- **ASSIGNED TASK**
All lines up to and including the one that contains "tracing_subscriber::registry()" are to be transcribed exactly, starting from the first line of the records.

- **GIVEN DATA**
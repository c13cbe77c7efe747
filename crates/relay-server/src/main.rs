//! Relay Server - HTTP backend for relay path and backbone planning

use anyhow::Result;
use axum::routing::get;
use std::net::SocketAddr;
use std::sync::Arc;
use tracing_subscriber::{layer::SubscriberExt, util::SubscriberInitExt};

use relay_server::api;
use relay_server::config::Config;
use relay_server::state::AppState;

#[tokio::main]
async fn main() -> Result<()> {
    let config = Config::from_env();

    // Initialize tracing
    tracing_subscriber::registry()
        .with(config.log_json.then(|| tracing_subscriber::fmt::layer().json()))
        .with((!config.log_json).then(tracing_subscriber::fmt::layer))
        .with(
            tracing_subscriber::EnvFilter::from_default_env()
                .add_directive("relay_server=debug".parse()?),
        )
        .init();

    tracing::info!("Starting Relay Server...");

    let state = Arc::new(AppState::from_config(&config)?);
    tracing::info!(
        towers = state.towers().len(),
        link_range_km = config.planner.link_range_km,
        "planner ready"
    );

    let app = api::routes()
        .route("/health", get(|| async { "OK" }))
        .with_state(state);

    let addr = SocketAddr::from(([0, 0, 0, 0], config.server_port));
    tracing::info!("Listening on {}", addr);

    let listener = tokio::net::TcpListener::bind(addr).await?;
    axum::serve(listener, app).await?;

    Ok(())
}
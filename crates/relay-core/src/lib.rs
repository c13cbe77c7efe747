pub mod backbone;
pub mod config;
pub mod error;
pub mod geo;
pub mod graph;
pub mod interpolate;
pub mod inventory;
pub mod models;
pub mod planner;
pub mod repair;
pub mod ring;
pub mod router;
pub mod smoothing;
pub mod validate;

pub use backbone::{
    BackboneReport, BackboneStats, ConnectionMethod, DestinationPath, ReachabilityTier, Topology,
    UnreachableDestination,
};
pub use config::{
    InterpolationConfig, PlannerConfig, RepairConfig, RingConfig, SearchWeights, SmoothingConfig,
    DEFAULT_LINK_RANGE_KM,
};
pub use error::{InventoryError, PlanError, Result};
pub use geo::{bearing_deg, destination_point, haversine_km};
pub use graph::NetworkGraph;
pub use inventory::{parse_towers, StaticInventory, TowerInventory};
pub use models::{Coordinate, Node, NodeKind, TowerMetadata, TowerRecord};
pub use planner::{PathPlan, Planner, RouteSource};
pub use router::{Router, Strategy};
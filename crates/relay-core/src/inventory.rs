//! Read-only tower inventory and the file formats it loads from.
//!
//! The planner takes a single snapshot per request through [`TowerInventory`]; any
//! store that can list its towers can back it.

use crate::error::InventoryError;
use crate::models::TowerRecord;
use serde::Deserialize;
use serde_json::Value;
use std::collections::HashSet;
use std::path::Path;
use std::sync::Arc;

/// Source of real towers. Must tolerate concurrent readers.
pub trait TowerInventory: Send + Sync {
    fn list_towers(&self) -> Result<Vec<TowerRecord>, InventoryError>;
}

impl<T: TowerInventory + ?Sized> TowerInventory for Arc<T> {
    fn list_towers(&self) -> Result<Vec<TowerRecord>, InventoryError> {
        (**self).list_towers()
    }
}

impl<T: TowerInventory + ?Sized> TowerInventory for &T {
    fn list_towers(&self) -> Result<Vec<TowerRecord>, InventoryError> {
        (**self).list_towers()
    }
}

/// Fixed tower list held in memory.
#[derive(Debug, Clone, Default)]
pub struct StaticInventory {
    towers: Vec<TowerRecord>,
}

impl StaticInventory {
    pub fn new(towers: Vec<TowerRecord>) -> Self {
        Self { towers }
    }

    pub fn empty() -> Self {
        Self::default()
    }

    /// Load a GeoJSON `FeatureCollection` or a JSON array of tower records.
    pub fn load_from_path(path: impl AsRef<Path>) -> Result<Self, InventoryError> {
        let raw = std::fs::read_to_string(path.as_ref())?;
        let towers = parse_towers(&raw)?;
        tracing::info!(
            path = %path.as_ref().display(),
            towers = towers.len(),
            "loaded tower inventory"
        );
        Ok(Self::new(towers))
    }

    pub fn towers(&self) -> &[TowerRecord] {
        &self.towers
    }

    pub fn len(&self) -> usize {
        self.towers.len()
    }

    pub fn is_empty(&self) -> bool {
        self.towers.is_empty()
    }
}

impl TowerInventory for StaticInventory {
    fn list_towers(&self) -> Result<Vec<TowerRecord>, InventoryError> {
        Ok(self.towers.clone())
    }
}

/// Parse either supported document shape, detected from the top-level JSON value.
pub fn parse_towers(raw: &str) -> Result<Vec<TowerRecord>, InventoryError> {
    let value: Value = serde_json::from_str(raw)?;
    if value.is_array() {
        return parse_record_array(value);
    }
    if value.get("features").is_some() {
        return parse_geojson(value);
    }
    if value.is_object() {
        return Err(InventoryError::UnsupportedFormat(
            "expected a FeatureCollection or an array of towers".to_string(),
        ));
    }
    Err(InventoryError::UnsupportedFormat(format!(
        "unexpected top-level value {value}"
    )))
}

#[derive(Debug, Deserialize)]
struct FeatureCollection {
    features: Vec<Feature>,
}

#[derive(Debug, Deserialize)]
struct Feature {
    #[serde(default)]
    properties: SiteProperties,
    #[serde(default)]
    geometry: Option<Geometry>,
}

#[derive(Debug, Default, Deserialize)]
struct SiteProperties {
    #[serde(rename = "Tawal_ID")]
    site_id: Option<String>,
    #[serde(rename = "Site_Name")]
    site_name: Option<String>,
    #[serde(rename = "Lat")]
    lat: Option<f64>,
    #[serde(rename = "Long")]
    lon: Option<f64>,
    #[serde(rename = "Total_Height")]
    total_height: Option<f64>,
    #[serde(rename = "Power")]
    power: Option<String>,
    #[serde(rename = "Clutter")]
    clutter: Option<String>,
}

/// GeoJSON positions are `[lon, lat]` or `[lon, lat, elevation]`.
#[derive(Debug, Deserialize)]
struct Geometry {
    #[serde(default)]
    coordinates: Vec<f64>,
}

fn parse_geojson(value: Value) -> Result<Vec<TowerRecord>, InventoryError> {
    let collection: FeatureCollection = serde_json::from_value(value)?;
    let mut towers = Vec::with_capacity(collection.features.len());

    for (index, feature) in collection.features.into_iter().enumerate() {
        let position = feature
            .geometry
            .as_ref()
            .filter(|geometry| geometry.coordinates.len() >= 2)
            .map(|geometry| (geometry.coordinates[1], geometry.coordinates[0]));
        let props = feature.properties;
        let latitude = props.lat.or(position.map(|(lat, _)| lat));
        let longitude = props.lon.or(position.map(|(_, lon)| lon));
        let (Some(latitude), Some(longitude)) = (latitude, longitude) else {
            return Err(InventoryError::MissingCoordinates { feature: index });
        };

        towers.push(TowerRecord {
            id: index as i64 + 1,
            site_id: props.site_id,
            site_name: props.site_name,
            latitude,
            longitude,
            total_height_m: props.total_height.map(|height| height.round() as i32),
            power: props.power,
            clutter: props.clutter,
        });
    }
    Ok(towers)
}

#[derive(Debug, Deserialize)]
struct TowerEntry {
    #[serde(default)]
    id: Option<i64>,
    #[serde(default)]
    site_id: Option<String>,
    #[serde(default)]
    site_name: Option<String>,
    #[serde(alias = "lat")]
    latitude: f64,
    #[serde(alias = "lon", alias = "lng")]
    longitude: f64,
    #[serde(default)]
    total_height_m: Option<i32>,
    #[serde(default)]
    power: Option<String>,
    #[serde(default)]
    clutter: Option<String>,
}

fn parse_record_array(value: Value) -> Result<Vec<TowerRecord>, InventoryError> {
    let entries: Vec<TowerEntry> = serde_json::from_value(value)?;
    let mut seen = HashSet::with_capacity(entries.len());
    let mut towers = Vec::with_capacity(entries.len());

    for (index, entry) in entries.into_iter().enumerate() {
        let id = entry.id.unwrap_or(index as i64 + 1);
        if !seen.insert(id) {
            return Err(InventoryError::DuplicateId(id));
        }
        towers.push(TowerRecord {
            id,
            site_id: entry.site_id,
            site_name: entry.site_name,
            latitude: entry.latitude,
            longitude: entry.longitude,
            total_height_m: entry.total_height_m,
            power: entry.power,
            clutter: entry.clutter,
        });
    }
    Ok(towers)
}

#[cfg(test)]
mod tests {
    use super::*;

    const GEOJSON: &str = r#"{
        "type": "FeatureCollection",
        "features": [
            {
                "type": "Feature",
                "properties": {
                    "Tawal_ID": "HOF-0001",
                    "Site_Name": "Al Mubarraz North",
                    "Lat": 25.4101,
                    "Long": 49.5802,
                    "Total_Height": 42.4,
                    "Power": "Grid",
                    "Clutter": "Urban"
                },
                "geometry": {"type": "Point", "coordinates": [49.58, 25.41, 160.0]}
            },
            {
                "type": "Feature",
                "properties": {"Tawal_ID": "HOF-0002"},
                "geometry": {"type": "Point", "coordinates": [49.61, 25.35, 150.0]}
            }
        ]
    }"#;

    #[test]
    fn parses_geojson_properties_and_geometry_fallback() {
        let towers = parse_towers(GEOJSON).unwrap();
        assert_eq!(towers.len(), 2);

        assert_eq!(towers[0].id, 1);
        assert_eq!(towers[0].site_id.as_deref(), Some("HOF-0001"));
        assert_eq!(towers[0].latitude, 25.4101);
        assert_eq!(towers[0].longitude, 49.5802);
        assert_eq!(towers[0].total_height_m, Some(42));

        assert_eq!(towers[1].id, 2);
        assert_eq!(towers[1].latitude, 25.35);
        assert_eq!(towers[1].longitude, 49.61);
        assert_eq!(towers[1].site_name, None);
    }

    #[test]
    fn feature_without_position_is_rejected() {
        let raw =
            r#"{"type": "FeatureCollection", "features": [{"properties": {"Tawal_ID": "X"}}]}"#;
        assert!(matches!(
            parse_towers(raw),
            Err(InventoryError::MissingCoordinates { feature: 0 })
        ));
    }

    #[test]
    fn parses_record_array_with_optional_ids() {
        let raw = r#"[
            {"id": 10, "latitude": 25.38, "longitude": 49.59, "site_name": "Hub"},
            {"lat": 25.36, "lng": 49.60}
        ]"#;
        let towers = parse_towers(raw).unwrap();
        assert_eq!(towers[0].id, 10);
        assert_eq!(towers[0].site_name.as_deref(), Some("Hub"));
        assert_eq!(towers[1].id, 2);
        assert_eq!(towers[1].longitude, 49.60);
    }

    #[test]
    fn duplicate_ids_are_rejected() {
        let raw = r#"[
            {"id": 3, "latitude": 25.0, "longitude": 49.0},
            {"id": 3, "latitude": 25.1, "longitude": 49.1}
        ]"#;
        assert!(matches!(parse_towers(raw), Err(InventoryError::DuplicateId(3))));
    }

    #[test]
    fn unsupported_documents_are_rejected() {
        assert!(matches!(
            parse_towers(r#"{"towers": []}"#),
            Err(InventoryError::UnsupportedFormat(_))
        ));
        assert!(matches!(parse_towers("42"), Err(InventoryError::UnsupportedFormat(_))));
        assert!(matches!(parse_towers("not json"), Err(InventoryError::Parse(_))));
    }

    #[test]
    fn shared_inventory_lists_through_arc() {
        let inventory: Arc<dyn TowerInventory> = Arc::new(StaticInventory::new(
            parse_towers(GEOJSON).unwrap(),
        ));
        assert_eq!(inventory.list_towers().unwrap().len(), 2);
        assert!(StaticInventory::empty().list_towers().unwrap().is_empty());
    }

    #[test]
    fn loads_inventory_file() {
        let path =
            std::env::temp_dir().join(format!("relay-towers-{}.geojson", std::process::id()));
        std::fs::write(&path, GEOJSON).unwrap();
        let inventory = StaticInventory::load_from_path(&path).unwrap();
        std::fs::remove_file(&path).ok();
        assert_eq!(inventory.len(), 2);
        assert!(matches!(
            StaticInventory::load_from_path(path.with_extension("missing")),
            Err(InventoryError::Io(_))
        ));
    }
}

- **EXPECTED ANSWER**
repository c13cbe77c7efe747
filename crates/relay-server/src/main.rs
//! Relay Server - HTTP backend for relay path and backbone planning

use anyhow::Result;
use axum::routing::get;
use std::net::SocketAddr;
use std::sync::Arc;
use tracing_subscriber::{layer::SubscriberExt, util::SubscriberInitExt};

use relay_server::api;
use relay_server::config::Config;
use relay_server::state::AppState;

#[tokio::main]
async fn main() -> Result<()> {
    let config = Config::from_env();

    // Initialize tracing
    tracing_subscriber::registry()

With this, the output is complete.